近くの旅客 11

 テレビドラマ『大聖堂』について、この前書いたけれど、一つ大事なポイントを忘れていた。それはジャックが持っていた父の形見としてのリングの登場だ。これは原作には出てこない。
 勝手な推測だけれども、ジャックの役割は原作とドラマではかなり違ってくるのではないだろうか。考えてみれば原作のトムやジャックの大聖堂への思いは、ドラマで描くことは難しい。その分、まさに「ドラマティック」な部分をコーティングするはずだ。まあ、ドラマはドラマとして楽しむことにしよう。
(ところで2月5日の続き)
 えーと、そう電車内環境の話の続き。今まで書いてきたこととダブるかもしれないけど、おゆるされませ。

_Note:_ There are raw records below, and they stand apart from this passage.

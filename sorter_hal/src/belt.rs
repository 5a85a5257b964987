//! PWM belt drive with ramped accel/decel.
//!
//! The scheduler treats speed as instantaneous at the nominal value while
//! the belt is `Running` and refuses to schedule in any other state, so
//! `nominal_speed_mps` reports zero during ramps. Ramp progress is
//! tick-driven from the control loop; emergency stop cuts power without
//! ramping and latches until explicitly cleared.

use std::sync::Arc;

use tracing::{debug, info, warn};

use sorter_common::clock::NANOS_PER_SEC;
use sorter_common::config::ConveyorBeltSettings;

use crate::gpio::{GpioBackend, HalError};

#[derive(Debug, Clone, Copy, PartialEq, Eq)]
#[repr(u8)]
pub enum BeltState {
    Stopped = 0,
    Accelerating = 1,
    Running = 2,
    Decelerating = 3,
    EmergencyStop = 4,
}

impl BeltState {
    pub const fn as_str(&self) -> &'static str {
        match self {
            Self::Stopped => "stopped",
            Self::Accelerating => "accelerating",
            Self::Running => "running",
            Self::Decelerating => "decelerating",
            Self::EmergencyStop => "emergency_stop",
        }
    }
}

pub struct BeltController {
    backend: Arc<dyn GpioBackend>,
    pwm_pin: u8,
    pwm_frequency_hz: f64,
    min_duty: f64,
    max_duty: f64,
    max_speed_mps: f64,
    accel_ns: u64,
    decel_ns: u64,

    state: BeltState,
    /// Speed the current ramp is heading to [m/s].
    target_mps: f64,
    /// Instantaneous (modeled) speed [m/s].
    current_mps: f64,
    ramp_from_mps: f64,
    ramp_started_ns: u64,
    /// Speed to restore on resume after a pause.
    resume_target_mps: f64,
}

impl BeltController {
    pub fn from_settings(
        settings: &ConveyorBeltSettings,
        backend: Arc<dyn GpioBackend>,
    ) -> Self {
        Self {
            backend,
            pwm_pin: settings.pwm_pin_bcm,
            pwm_frequency_hz: settings.pwm_frequency_hz,
            min_duty: settings.min_duty_cycle,
            max_duty: settings.max_duty_cycle,
            max_speed_mps: settings.max_speed_mps,
            accel_ns: (settings.accel_time_s * NANOS_PER_SEC as f64) as u64,
            decel_ns: (settings.decel_time_s * NANOS_PER_SEC as f64) as u64,
            state: BeltState::Stopped,
            target_mps: 0.0,
            current_mps: 0.0,
            ramp_from_mps: 0.0,
            ramp_started_ns: 0,
            resume_target_mps: settings.belt_speed_mps,
        }
    }

    #[inline]
    pub const fn state(&self) -> BeltState {
        self.state
    }

    /// Speed the scheduler may plan against: the nominal target while
    /// running, zero in every other state.
    #[inline]
    pub fn nominal_speed_mps(&self) -> f64 {
        if self.state == BeltState::Running {
            self.target_mps
        } else {
            0.0
        }
    }

    /// Modeled instantaneous speed (ramps included), for diagnostics.
    #[inline]
    pub fn current_speed_mps(&self) -> f64 {
        self.current_mps
    }

    /// Begin a ramped start toward `target_mps`.
    pub fn start(&mut self, target_mps: f64, now_ns: u64) -> Result<(), HalError> {
        if self.state == BeltState::EmergencyStop {
            return Err(HalError::Rejected(
                "belt latched in emergency stop".into(),
            ));
        }
        if target_mps <= 0.0 || target_mps > self.max_speed_mps {
            return Err(HalError::Rejected(format!(
                "target speed {target_mps} m/s outside (0, {}]",
                self.max_speed_mps
            )));
        }
        self.target_mps = target_mps;
        self.resume_target_mps = target_mps;
        self.ramp_from_mps = self.current_mps;
        self.ramp_started_ns = now_ns;
        self.state = BeltState::Accelerating;
        info!(target_mps, "belt start");
        self.apply_duty()
    }

    /// Stop, ramped or immediate.
    pub fn stop(&mut self, ramped: bool, now_ns: u64) -> Result<(), HalError> {
        if self.state == BeltState::EmergencyStop {
            return Ok(());
        }
        if ramped && self.current_mps > 0.0 {
            self.target_mps = 0.0;
            self.ramp_from_mps = self.current_mps;
            self.ramp_started_ns = now_ns;
            self.state = BeltState::Decelerating;
        } else {
            self.target_mps = 0.0;
            self.current_mps = 0.0;
            self.state = BeltState::Stopped;
        }
        debug!(ramped, "belt stop");
        self.apply_duty()
    }

    /// Ramped stop that remembers the speed for `resume`.
    pub fn pause(&mut self, now_ns: u64) -> Result<(), HalError> {
        if self.state == BeltState::Running || self.state == BeltState::Accelerating {
            self.resume_target_mps = if self.target_mps > 0.0 {
                self.target_mps
            } else {
                self.resume_target_mps
            };
        }
        self.stop(true, now_ns)
    }

    /// Resume at the pre-pause speed.
    pub fn resume(&mut self, now_ns: u64) -> Result<(), HalError> {
        self.start(self.resume_target_mps, now_ns)
    }

    /// Immediate power-off, latched until `clear_emergency`.
    pub fn emergency_stop(&mut self) -> Result<(), HalError> {
        warn!("belt emergency stop");
        self.state = BeltState::EmergencyStop;
        self.target_mps = 0.0;
        self.current_mps = 0.0;
        self.backend.set_pwm(self.pwm_pin, self.pwm_frequency_hz, 0.0)
    }

    /// Operator reset after an emergency stop.
    pub fn clear_emergency(&mut self) {
        if self.state == BeltState::EmergencyStop {
            self.state = BeltState::Stopped;
        }
    }

    /// Advance the ramp model and push the duty cycle out.
    pub fn tick(&mut self, now_ns: u64) -> Result<(), HalError> {
        match self.state {
            BeltState::Accelerating | BeltState::Decelerating => {
                let ramp_ns = if self.state == BeltState::Accelerating {
                    self.accel_ns
                } else {
                    self.decel_ns
                };
                let progress = if ramp_ns == 0 {
                    1.0
                } else {
                    ((now_ns.saturating_sub(self.ramp_started_ns)) as f64 / ramp_ns as f64)
                        .min(1.0)
                };
                self.current_mps =
                    self.ramp_from_mps + (self.target_mps - self.ramp_from_mps) * progress;
                if progress >= 1.0 {
                    self.state = if self.target_mps > 0.0 {
                        BeltState::Running
                    } else {
                        BeltState::Stopped
                    };
                    debug!(state = self.state.as_str(), "belt ramp complete");
                }
                self.apply_duty()
            }
            BeltState::Running | BeltState::Stopped | BeltState::EmergencyStop => Ok(()),
        }
    }

    fn duty_for(&self, speed_mps: f64) -> f64 {
        if speed_mps <= 0.0 {
            return 0.0;
        }
        let fraction = (speed_mps / self.max_speed_mps).clamp(0.0, 1.0);
        self.min_duty + (self.max_duty - self.min_duty) * fraction
    }

    fn apply_duty(&mut self) -> Result<(), HalError> {
        let duty = self.duty_for(self.current_mps);
        self.backend
            .set_pwm(self.pwm_pin, self.pwm_frequency_hz, duty)
    }
}
//! In-process telemetry bus.
//!
//! Topic-filtered fan-out with one bounded buffer per subscriber and a
//! per-subscriber drop policy. Publication never blocks: a full buffer
//! either sheds its oldest entry (WebSocket-style broadcasters) or the
//! incoming one (coalescing batch writers). Per-topic order is preserved
//! per publisher; dropped counts stay observable.

use std::sync::Arc;
use std::time::Duration;

use parking_lot::{Condvar, Mutex};
use tracing::trace;

use sorter_common::event::{TelemetryEvent, Topic};

/// What to shed when a subscriber's buffer is full.
#[derive(Debug, Clone, Copy, PartialEq, Eq)]
pub enum DropPolicy {
    /// Shed the oldest buffered event (keep the freshest view).
    DropOldest,
    /// Shed the incoming event (keep the contiguous prefix).
    DropNewest,
}

#[derive(Debug)]
struct SubscriberBuffer {
    queue: std::collections::VecDeque<TelemetryEvent>,
    capacity: usize,
    policy: DropPolicy,
    dropped: u64,
    closed: bool,
}

struct SubscriberShared {
    buffer: Mutex<SubscriberBuffer>,
    available: Condvar,
    topics: Vec<Topic>,
}

/// Receiving side of a subscription. Dropping it detaches from the bus.
pub struct Subscription {
    shared: Arc<SubscriberShared>,
}

impl Subscription {
    /// Non-blocking receive.
    pub fn try_recv(&self) -> Option<TelemetryEvent> {
        self.shared.buffer.lock().queue.pop_front()
    }

    /// Blocking receive with a real-time timeout.
    pub fn recv_timeout(&self, timeout: Duration) -> Option<TelemetryEvent> {
        let mut buffer = self.shared.buffer.lock();
        if let Some(event) = buffer.queue.pop_front() {
            return Some(event);
        }
        self.shared.available.wait_for(&mut buffer, timeout);
        buffer.queue.pop_front()
    }

    /// Drain everything currently buffered.
    pub fn drain(&self) -> Vec<TelemetryEvent> {
        self.shared.buffer.lock().queue.drain(..).collect()
    }

    /// Events shed by the drop policy so far.
    pub fn dropped(&self) -> u64 {
        self.shared.buffer.lock().dropped
    }

    pub fn len(&self) -> usize {
        self.shared.buffer.lock().queue.len()
    }

    pub fn is_empty(&self) -> bool {
        self.shared.buffer.lock().queue.is_empty()
    }
}

impl Drop for Subscription {
    fn drop(&mut self) {
        self.shared.buffer.lock().closed = true;
    }
}

/// The bus. Cheap to clone a handle via `Arc`.
pub struct TelemetryBus {
    subscribers: Mutex<Vec<Arc<SubscriberShared>>>,
}

impl TelemetryBus {
    pub fn new() -> Self {
        Self {
            subscribers: Mutex::new(Vec::new()),
        }
    }

    /// Subscribe to a set of topics (empty = all topics).
    pub fn subscribe(
        &self,
        topics: &[Topic],
        capacity: usize,
        policy: DropPolicy,
    ) -> Subscription {
        let shared = Arc::new(SubscriberShared {
            buffer: Mutex::new(SubscriberBuffer {
                queue: std::collections::VecDeque::with_capacity(capacity.max(1)),
                capacity: capacity.max(1),
                policy,
                dropped: 0,
                closed: false,
            }),
            available: Condvar::new(),
            topics: topics.to_vec(),
        });
        self.subscribers.lock().push(Arc::clone(&shared));
        Subscription { shared }
    }

    /// Publish to every live subscriber of the event's topic. Never
    /// blocks on a slow consumer.
    pub fn publish(&self, event: TelemetryEvent) {
        let topic = Topic::of(&event);
        let mut subscribers = self.subscribers.lock();
        subscribers.retain(|shared| {
            let mut buffer = shared.buffer.lock();
            if buffer.closed {
                return false;
            }
            if !shared.topics.is_empty() && !shared.topics.contains(&topic) {
                return true;
            }
            if buffer.queue.len() == buffer.capacity {
                match buffer.policy {
                    DropPolicy::DropOldest => {
                        buffer.queue.pop_front();
                        buffer.dropped += 1;
                    }
                    DropPolicy::DropNewest => {
                        buffer.dropped += 1;
                        return true;
                    }
                }
            }
            buffer.queue.push_back(event.clone());
            drop(buffer);
            shared.available.notify_one();
            true
        });
        trace!(topic = topic.as_str(), "published");
    }

    /// Live subscriber count (for diagnostics).
    pub fn subscriber_count(&self) -> usize {
        self.subscribers.lock().len()
    }
}

impl Default for TelemetryBus {
    fn default() -> Self {
        Self::new()
    }
}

 今までの電車内の異者といえば、ポータブルミュージックプレイヤーの使用者であり、彼らは車内を擬似的に自分の部屋であるかのように振舞った、あるいは振舞っているように他者に感じさせた。
 普通なら彼らは他者に直接的な迷惑を掛けないので、心地よき車内の同胞ではないにしても、存在そのものは他者も認めるにやぶさかではない。しかし少しでも「迷惑」が「漏れてくる」とその微妙なバランスは突然崩れ去る。それがヘッドホンから零れてくる音。
 しかし車内の人々はそうとうなものでない限り、無視することする。しかしその使用者は当然、車内の運命をともにする同胞ではないことになる。
 そしていよいよ携帯電話が登場する。
 携帯電話の普及が加速度を増したあたりで、電車の車内は通話の無法地帯になった。ポータブルミュージックプレイヤーの使用者が、擬似的に別の空間と繋がっているのに対して、携帯電話の使用者は、まさに実際に別の空間と繋がっていた。その外部との接触という優位性は、車内のゆるい運命共同体的な空気感を乱すものだった。それはそれを担った若年女性たちのかん高いトーンの声により、さらに車内の他者の不快感を増大させる。
 二人の女性の車内での会話は、それが極めて大きな声でない限り、誰も目くじらを立てたりしない。外部と通じていることこそが問題であった。
 しかし時代の趨勢は皮肉なもの。車内マナーが車内ルールとなって、その使用を遠慮するようにとの車内アナウンスが繰り返される前に、キンキン声で車内の顰蹙を一手に集めていた層は、会話からメールへとその携帯電話の使い方を変化させていった。ところが、このキンキン声による車内通話の一般化とその「禁止」は、また別の変化を車内にもたらすことになる。